当院では、経験豊富な口腔外科専門医が抜歯しますので、歯が少し見えているような横向きの親知らずは麻酔入れて15分から30分くらいで抜くことができます。 完全に骨にもぐっている場合は、症例にもよりますが30分~45分ほどかかることもあります。

抜歯後の症状

1. 誇張

腫れは、大きい飴玉1個分頬に含んだ感じです。

注意点

急激に冷やすのはNG

アイスノンなどで急激に冷やしてはいけません。 冷やすのなら濡れたタオルや冷えピタくらいにしてください。

飲酒はNG

術後にお酒を飲むと腫れがひどくなります。

2. 痒痛

痛みのピークは、当日麻酔が切れてからです。
術後予防的に鎮痛剤を飲んでもOKです。 人によっては2週間近く痛む人もいますが大体3日~1週間で落ち着いて来ます。

3. 出血

出血は、唾液に薄い血が混ざるくらいだったら大丈夫です。
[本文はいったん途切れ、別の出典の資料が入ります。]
//! List every invitation id held in microCMS, one per line.
//!
//! Used to pre-render invitation pages; reads the same `MICROCMS_*` settings
//! as the server.
#![cfg_attr(not(any(test, doctest)), deny(clippy::unwrap_used))]
#![cfg_attr(not(any(test, doctest)), deny(clippy::expect_used))]

use std::ffi::OsString;
use std::io::{self, Write};
use std::sync::Arc;
use std::time::Duration;

use clap::Parser;
use ortho_config::OrthoConfig;
use tokio::runtime::Builder;

use invitation::config::MicroCmsSettings;
use invitation::domain::{ErrorLogger, EventSelectionService, RuntimeEnvironment};
use invitation::outbound::microcms::{MicroCmsClient, MicroCmsGuestRepository};

/// `list-invitations` command arguments.
#[derive(Debug, Clone, Parser)]
#[command(
    name = "list-invitations",
    about = "Print every invitation id known to microCMS",
    version
)]
struct CliArgs {
    /// Upstream timeout in seconds.
    #[arg(long = "timeout-seconds", value_name = "seconds", default_value_t = 10)]
    timeout_seconds: u64,
}

fn main() -> io::Result<()> {
    let runtime = Builder::new_current_thread()
        .enable_all()
        .build()
        .map_err(|error| io::Error::other(format!("create Tokio runtime: {error}")))?;
    runtime.block_on(async_main())
}

async fn async_main() -> io::Result<()> {
    let args = CliArgs::try_parse().map_err(io::Error::other)?;
    let settings = MicroCmsSettings::load_from_iter([OsString::from("list-invitations")])
        .map_err(|error| io::Error::other(format!("load microCMS settings: {error}")))?;
    let (service_domain, api_key) = settings.resolve().map_err(io::Error::other)?;
    let client = MicroCmsClient::for_service(
        service_domain,
        api_key,
        Duration::from_secs(args.timeout_seconds),
    )
    .map_err(io::Error::other)?;
    let repository = MicroCmsGuestRepository::new(client, settings.guest_endpoint());
    let service = EventSelectionService::new(
        Arc::new(repository),
        ErrorLogger::new(RuntimeEnvironment::Production),
    );

    let ids = service
        .invitation_ids()
        .await
        .map_err(|error| io::Error::other(format!("list invitations: {error}")))?;
    let mut stdout = io::stdout().lock();
    for id in ids {
        writeln!(stdout, "{id}")?;
    }
    Ok(())
}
次の日くらいまで唾液に混ざります。
枕を血で汚さないためにタオルなどを引いておくと安心です。

注意点

ガーゼを噛むこと

術後、ガーゼを強く咬んでおくことが重要です。

口をゆすぎすぎないこと

頻雑にうがいをすると血は止まりにくいです。

激しい運動や飲酒はNG

術後、激しい運動をしたりお酒を飲んだりすると血行が良くなって止まりにくくなります。
たまに小動脈から出血すると血が止まりにくいときがありますが、その時は担当医か医院が閉院してからだったら近くの歯学部付属病院または歯科口腔外科で深夜急患を扱っているところに連絡をしてください。
ちなみにお医者さんは、どうやって止血させればいいかわからないことが多いようです。

4. 開口障害

口が大きく開けにくくなります。

術後、あまり冷やしすぎるとなかなか治らないことも放っておけば自然に治ります。

5. 皮下出血

抜いた場所からの出血が皮下を通って頬から首の辺まで降りてくることがあります。
皮下脂肪が多い女性に見られることが多く、打ち身のように青くなります。 時期が経てば黄色くなって治っていきます。

6. 嚥下障害

ものを飲み込んだりする時に痛みがあります。 これは炎症が喉の方に行った場合で、これも自然に治ってきます。

7. 知覚鈍麻

下顎神経を損傷したり、術中に歯根が神経を強く押したり、骨髄の中でうっ血したりして神経を圧迫したりすると下唇の下の皮膚の感覚がなくなったり痺れたりします。 神経を切断や損傷したりすると知覚が数年鈍かったり戻らなかったりします。 切れたり直接侵襲してなければ1週間~数ヶ月で戻ることが多いです。